Although many want to believe that Wardriving is illegal, the truth of the matter is that in a document released by the FBI, it states that Wardriving itself is legal. In the document FBI releases advisory about 802.11-spotting "wardriving" it states:

"Identifying the presence of a wireless network may not be a criminal violation, however, there may be criminal violations if the network is actually accessed including theft of services, interception of communications, misuse of computing resources, up to and including violations of the Federal Computer Fraud and Abuse Statute, Theft of Trade Secrets, and other federal violations."

So, in essence, Wardriving itself is not illegal. But, any activity using or compromising the services itself without authorization and/or permission is considered illegal. So, although it is not illegal to Wardrive, the lines are crossed, and it becomes illegal if you connect to the network and use the open Wireless Access Point for anything other than identifying that there is an open WAP.

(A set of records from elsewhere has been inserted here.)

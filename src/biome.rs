// SPDX-FileCopyrightText: 2025 Jason Pena <jasonpena@awkless.com>
// SPDX-License-Identifier: MIT

//! Biome execution backends.
//!
//! A __biome__ is an isolated working copy of a host directory tree in which
//! programs run. How programs actually run is up to the backend behind the
//! [`Biome`] trait. The sync machinery only needs a backend to describe
//! itself, name its directories, and run argument vectors.
//!
//! # Optional Capabilities
//!
//! Some backends can do certain jobs faster than running a program would.
//! These optional capabilities are trait methods that report
//! [`Support::Unsupported`] by default, which is distinct from failing. The
//! free functions of this module probe the capability first and fall back to
//! a generic program invocation.

pub mod local;

pub use local::LocalBiome;

use serde::{Deserialize, Serialize};
use std::{
    fmt::{Display, Formatter, Result as FmtResult},
    io::{self, Read, Write},
};
use tracing::debug;

/// Operating system of a biome.
#[derive(Clone, Copy, Debug, Default, PartialEq, Eq, Hash, Deserialize, Serialize)]
#[serde(rename_all = "lowercase")]
pub enum Os {
    #[default]
    Linux,
    MacOs,
    Windows,
}

impl Os {
    /// Operating system that this program was built for.
    pub fn host() -> Self {
        if cfg!(windows) {
            Self::Windows
        } else if cfg!(target_os = "macos") {
            Self::MacOs
        } else {
            Self::Linux
        }
    }
}

impl Display for Os {
    fn fmt(&self, fmt: &mut Formatter<'_>) -> FmtResult {
        match self {
            Self::Linux => fmt.write_str("linux"),
            Self::MacOs => fmt.write_str("macos"),
            Self::Windows => fmt.write_str("windows"),
        }
    }
}

/// Description of the environment inside a biome.
#[derive(Clone, Copy, Debug, Default, PartialEq, Eq, Hash)]
pub struct Descriptor {
    pub os: Os,
}

/// Well-known directories inside a biome, in the biome's path dialect.
#[derive(Clone, Debug, Default, PartialEq, Eq)]
pub struct Dirs {
    /// Directory that mirrors the host directory tree.
    pub work: String,

    /// Home directory of programs run in the biome.
    pub home: String,
}

/// Request to run a program inside a biome.
///
/// Unset stdio streams are discarded, unless the invocation is interactive, in
/// which case they are inherited from this process.
#[derive(Default)]
pub struct Invocation<'a> {
    /// Program followed by its arguments.
    pub argv: Vec<String>,

    /// Working directory, relative to the biome's work directory if relative.
    pub dir: Option<String>,

    pub stdin: Option<&'a mut (dyn Read + Send)>,
    pub stdout: Option<&'a mut (dyn Write + Send)>,
    pub stderr: Option<&'a mut (dyn Write + Send)>,

    /// Program is attached to a terminal.
    pub interactive: bool,
}

impl<'a> Invocation<'a> {
    /// Construct invocation of an argument vector.
    pub fn new(argv: impl IntoIterator<Item = impl Into<String>>) -> Self {
        Self {
            argv: argv.into_iter().map(Into::into).collect(),
            ..Default::default()
        }
    }

    /// Set standard input.
    pub fn stdin(mut self, stdin: &'a mut (dyn Read + Send)) -> Self {
        self.stdin = Some(stdin);
        self
    }

    /// Set standard output.
    pub fn stdout(mut self, stdout: &'a mut (dyn Write + Send)) -> Self {
        self.stdout = Some(stdout);
        self
    }

    /// Set standard error.
    pub fn stderr(mut self, stderr: &'a mut (dyn Write + Send)) -> Self {
        self.stderr = Some(stderr);
        self
    }

    /// Name of program to run.
    pub fn program(&self) -> &str {
        self.argv.first().map(String::as_str).unwrap_or_default()
    }
}

/// Outcome of probing an optional capability.
#[derive(Clone, Debug, PartialEq, Eq)]
pub enum Support<T> {
    /// Backend performed the operation with this result.
    Supported(T),

    /// Backend does not offer the capability, nothing was done.
    Unsupported,
}

/// Environment that programs can run in.
pub trait Biome: Send + Sync {
    /// Describe environment of biome.
    fn describe(&self) -> &Descriptor;

    /// Well-known directories of biome.
    fn dirs(&self) -> &Dirs;

    /// Run program to completion.
    ///
    /// # Errors
    ///
    /// - Return [`BiomeError::Exit`] if the program exits unsuccessfully.
    fn run(&self, invocation: Invocation<'_>) -> Result<()>;

    /// Write contents of src to file at path, replacing any existing file.
    ///
    /// Relative paths are resolved against the work directory.
    fn write_file(&self, _path: &str, _src: &mut (dyn Read + Send)) -> Support<Result<()>> {
        Support::Unsupported
    }
}

/// Write contents of src to file at path inside biome.
///
/// Uses the backend's own file writing when it offers one, and otherwise pipes
/// src into `tee`.
///
/// # Errors
///
/// - Return [`BiomeError::WriteFile`] if `tee` fails, carrying whatever it
///   printed to standard error.
pub fn write_file<B>(bio: &B, path: &str, src: &mut (dyn Read + Send)) -> Result<()>
where
    B: Biome + ?Sized,
{
    if let Support::Supported(result) = bio.write_file(path, src) {
        return result;
    }

    debug!("biome cannot write files directly, falling back to tee");
    let mut stderr = Vec::new();
    let mut sink = io::sink();
    let invocation = Invocation::new(["tee", path])
        .stdin(src)
        .stdout(&mut sink)
        .stderr(&mut stderr);

    bio.run(invocation).map_err(|error| {
        let stderr = String::from_utf8_lossy(&stderr).trim().to_string();
        BiomeError::WriteFile {
            path: path.into(),
            reason: if stderr.is_empty() {
                error.to_string()
            } else {
                stderr
            },
            source: Box::new(error),
        }
    })
}

/// Biome error types.
#[derive(Debug, thiserror::Error)]
pub enum BiomeError {
    /// Invocation has no program to run.
    #[error("empty argument list")]
    EmptyArgv,

    /// Program cannot be started.
    #[error("failed to start {program:?}")]
    Spawn {
        #[source]
        source: io::Error,
        program: String,
    },

    /// Program cannot be waited on.
    #[error("failed to wait on {program:?}")]
    Wait {
        #[source]
        source: io::Error,
        program: String,
    },

    /// Standard streams of program cannot be pumped.
    #[error("failed to stream stdio of {program:?}")]
    Stream {
        #[source]
        source: io::Error,
        program: String,
    },

    /// Program ran but exited unsuccessfully.
    #[error("{program:?} exited with {status}")]
    Exit { program: String, status: String },

    /// File inside biome cannot be written.
    #[error("write {path}: {reason}")]
    WriteFile {
        #[source]
        source: Box<BiomeError>,
        path: String,
        reason: String,
    },

    /// File system of biome cannot be accessed.
    #[error("failed to access {path:?}")]
    Io {
        #[source]
        source: io::Error,
        path: String,
    },

    /// Path cannot be represented in the biome's dialect.
    #[error("path {path:?} is not valid UTF-8")]
    NonUtf8Path { path: std::path::PathBuf },
}

/// Friendly result alias :3
pub type Result<T, E = BiomeError> = std::result::Result<T, E>;
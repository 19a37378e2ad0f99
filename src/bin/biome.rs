// SPDX-FileCopyrightText: 2025 Jason Pena <jasonpena@awkless.com>
// SPDX-License-Identifier: MIT

use biome::{
    biome::{Biome, Invocation, LocalBiome},
    bundle::{bundle_to_file, BundleOptions},
    config::Settings,
    path,
    pattern::{parse_files, Pattern},
    pipe::CancelToken,
    push::push_work_dir,
    stamp::StampTable,
    store::{BiomeRecord, Store},
    tree::DirTree,
    xdg::{config_file, default_state_dir, global_ignore_files, support_dir},
};

use anyhow::{anyhow, Context, Result};
use clap::{Parser, Subcommand};
use std::{
    env,
    fs,
    io::{ErrorKind, Write},
    path::{Path, PathBuf},
    process::exit,
    sync::Arc,
};
use tracing::{error, info, warn};
use tracing_subscriber::{fmt, prelude::*, EnvFilter};

#[derive(Debug, Clone, Parser)]
#[command(
    about,
    override_usage = "biome [options] <command>",
    subcommand_help_heading = "Commands",
    version
)]
struct Cli {
    /// Show debug logs.
    #[arg(long, global = true)]
    pub debug: bool,

    #[command(subcommand)]
    pub command: Command,
}

impl Cli {
    async fn run(self) -> Result<()> {
        match self.command {
            Command::Create(opts) => run_create(opts),
            Command::List => run_list(),
            Command::Push(opts) => run_push(opts).await,
            Command::Run(opts) => run_run(opts).await,
            Command::Destroy(opts) => run_destroy(opts).await,
            Command::Bundle(opts) => run_bundle(opts),
        }
    }
}

#[derive(Debug, Clone, Subcommand)]
enum Command {
    /// Create new biome mirroring a host directory.
    #[command(override_usage = "biome create [options] <host_dir>")]
    Create(CreateOptions),

    /// List biomes and the host directories they mirror.
    #[command(override_usage = "biome list [options]")]
    List,

    /// Synchronize host directory into its biome.
    #[command(override_usage = "biome push [options]")]
    Push(SelectOptions),

    /// Push, then run program inside biome.
    #[command(override_usage = "biome run [options] -- <argv>...")]
    Run(RunOptions),

    /// Forget biome and delete its files.
    #[command(override_usage = "biome destroy [options]")]
    Destroy(SelectOptions),

    /// Write incremental archive of a directory.
    #[command(override_usage = "biome bundle [options] <dir> -o <zip>")]
    Bundle(BundleCommandOptions),
}

#[derive(Parser, Clone, Debug)]
#[command(author, about, long_about)]
struct CreateOptions {
    /// Host directory for biome to mirror.
    #[arg(value_name = "host_dir")]
    pub host_dir: PathBuf,
}

#[derive(Parser, Clone, Debug)]
#[command(author, about, long_about)]
struct SelectOptions {
    /// Biome to use instead of the one mirroring the current directory.
    #[arg(short, long, value_name = "id")]
    pub biome: Option<String>,
}

#[derive(Parser, Clone, Debug)]
#[command(author, about, long_about)]
struct RunOptions {
    /// Biome to use instead of the one mirroring the current directory.
    #[arg(short, long, value_name = "id")]
    pub biome: Option<String>,

    /// Program to run followed by its arguments.
    #[arg(required = true, last = true, value_name = "argv")]
    pub argv: Vec<String>,
}

#[derive(Parser, Clone, Debug)]
#[command(author, about, long_about)]
struct BundleCommandOptions {
    /// Directory to bundle.
    #[arg(value_name = "dir")]
    pub dir: PathBuf,

    /// Path to write archive to.
    #[arg(short, long, value_name = "zip")]
    pub output: PathBuf,

    /// Stamp file to compare against and update.
    #[arg(short, long, value_name = "toml")]
    pub stamps: Option<PathBuf>,
}

#[tokio::main]
async fn main() {
    let cli = Cli::parse();

    let layer = fmt::layer()
        .compact()
        .with_target(false)
        .without_time();
    let level = if cli.debug { "debug" } else { "info" };
    let filter = EnvFilter::try_from_default_env().unwrap_or_else(|_| EnvFilter::new(level));
    tracing_subscriber::registry()
        .with(layer)
        .with(filter)
        .init();

    if let Err(error) = cli.run().await {
        error!("{error:?}");
        exit(1);
    }

    exit(0)
}

fn run_create(opts: CreateOptions) -> Result<()> {
    let host_dir = fs::canonicalize(&opts.host_dir)
        .with_context(|| format!("failed to resolve {:?}", opts.host_dir.display()))?;
    if !host_dir.is_dir() {
        return Err(anyhow!("{:?} is not a directory", host_dir.display()));
    }

    let store = Store::open(default_state_dir()?)?;
    let record = store.create_biome(host_dir)?;
    LocalBiome::open(support_dir(&record.id)?)?;
    println!("{}", record.id);

    Ok(())
}

fn run_list() -> Result<()> {
    let store = Store::open(default_state_dir()?)?;
    for record in store.list() {
        println!("{}\t{}", record.id, record.root_host_dir.display());
    }

    Ok(())
}

async fn run_push(opts: SelectOptions) -> Result<()> {
    let store = Arc::new(Store::open(default_state_dir()?)?);
    let record = select(&store, opts.biome)?;
    let bio = Arc::new(LocalBiome::open(support_dir(&record.id)?)?);
    push(bio, store, &record).await
}

async fn run_run(opts: RunOptions) -> Result<()> {
    let store = Arc::new(Store::open(default_state_dir()?)?);
    let record = select(&store, opts.biome)?;
    let bio = Arc::new(LocalBiome::open(support_dir(&record.id)?)?);
    push(bio.clone(), store, &record).await?;

    let dir = work_subdir(bio.as_ref(), &record, &env::current_dir()?);
    tokio::task::spawn_blocking(move || {
        let mut invocation = Invocation::new(opts.argv);
        invocation.dir = dir;
        invocation.interactive = true;
        bio.run(invocation)
    })
    .await??;

    Ok(())
}

async fn run_destroy(opts: SelectOptions) -> Result<()> {
    let store = Store::open(default_state_dir()?)?;
    let record = select(&store, opts.biome)?;

    // INVARIANT: The record outlives its support directory, so a failed
    // cleanup can be retried.
    let support = support_dir(&record.id)?;
    if support.exists() {
        let bio = LocalBiome::open(&support)?;
        let cancel = cancel_on_interrupt("destroy");
        tokio::task::spawn_blocking(move || bio.destroy(&cancel))
            .await?
            .with_context(|| format!("failed to delete {:?}", support.display()))?;
        info!("deleted {:?}", support.display());
    }

    store.destroy(&record.id)?;

    Ok(())
}

fn run_bundle(opts: BundleCommandOptions) -> Result<()> {
    let prev_stamps = match &opts.stamps {
        Some(path) => read_stamps(path)?,
        None => StampTable::new(),
    };

    let tree = DirTree::new(&opts.dir);
    let bundle_opts = BundleOptions {
        global_ignore: global_ignore(&load_settings()?)?,
        prev_stamps,
        link_root: Some(opts.dir.clone()),
        ..Default::default()
    };
    let result = bundle_to_file(&opts.output, &tree, &bundle_opts)?;

    let mut stdout = std::io::stdout().lock();
    for path in &result.to_remove {
        writeln!(stdout, "{path}")?;
    }

    if let Some(path) = &opts.stamps {
        fs::write(path, toml::ser::to_string_pretty(&result.stamps)?)
            .with_context(|| format!("failed to write {:?}", path.display()))?;
    }

    Ok(())
}

async fn push(bio: Arc<LocalBiome>, store: Arc<Store>, record: &BiomeRecord) -> Result<()> {
    let settings = load_settings()?;
    let ignore = global_ignore(&settings)?;

    let cancel = cancel_on_interrupt("push");
    push_work_dir(bio, store, record, ignore, &settings.push, &cancel).await?;

    Ok(())
}

/// Token cancelled once the user hits Ctrl-C.
fn cancel_on_interrupt(operation: &'static str) -> CancelToken {
    let cancel = CancelToken::new();
    let on_interrupt = cancel.clone();
    tokio::spawn(async move {
        if tokio::signal::ctrl_c().await.is_ok() {
            warn!("interrupted, cancelling {operation}");
            on_interrupt.cancel();
        }
    });

    cancel
}

fn select(store: &Store, id: Option<String>) -> Result<BiomeRecord> {
    match id {
        Some(id) => store
            .find(&id)
            .ok_or_else(|| anyhow!("no biome with id {id:?}")),
        None => Ok(store.find_by_dir(env::current_dir()?)?),
    }
}

/// Directory in biome that corresponds to `cwd` on the host.
fn work_subdir(bio: &impl Biome, record: &BiomeRecord, cwd: &Path) -> Option<String> {
    let rel = cwd.strip_prefix(&record.root_host_dir).ok()?;
    let rel = rel
        .components()
        .map(|component| component.as_os_str().to_string_lossy())
        .collect::<Vec<_>>()
        .join("/");

    (!rel.is_empty()).then(|| path::from_slash(bio.describe(), &rel))
}

fn load_settings() -> Result<Settings> {
    let path = config_file()?;
    match fs::read_to_string(&path) {
        Ok(data) => Ok(data.parse()?),
        Err(error) if error.kind() == ErrorKind::NotFound => Ok(Settings::default()),
        Err(error) => Err(error).with_context(|| format!("failed to read {:?}", path.display())),
    }
}

fn global_ignore(settings: &Settings) -> Result<Vec<Pattern>> {
    let mut patterns = parse_files(global_ignore_files())?;
    patterns.extend(settings.ignore_patterns()?);
    Ok(patterns)
}

fn read_stamps(path: &Path) -> Result<StampTable> {
    match fs::read_to_string(path) {
        Ok(data) => Ok(toml::de::from_str(&data)?),
        Err(error) if error.kind() == ErrorKind::NotFound => Ok(StampTable::new()),
        Err(error) => Err(error).with_context(|| format!("failed to read {:?}", path.display())),
    }
}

A few days ago, I found a great article on Techdirt that I really loved. "You’re Not As Secure As You Think… Except Maybe On Wireless Networks " does a great job of showing an example of how most people believe that wireless networks are insecure by nature, therefore, if the general population believes that, then they are in essence as secure as they believe they are. From all the work with wireless that I have done, I can fully agree with the way this article is presented.

Out of the box, wireless networks are extremely vulnerable and insecure. Through recent studies I have done, I can conclude that over 50% of Wireless Access Points (WAPs) are left with no security enabled – not even MAC address filtering or any type of encryption – WEP or WPA. WEP has been crackable now for a few years using programs like WEPcrack. MAC address spoofing is also easily done by using ifconfig in *nix and a simple registry change in Windows XP. Even WPA PSK has been cracked (WPA itself has not been cracked, but the PSK – private shared keys – is susceptible to brute force and has been cracked). So, when I read the article on Techdirt, I had to completely agree.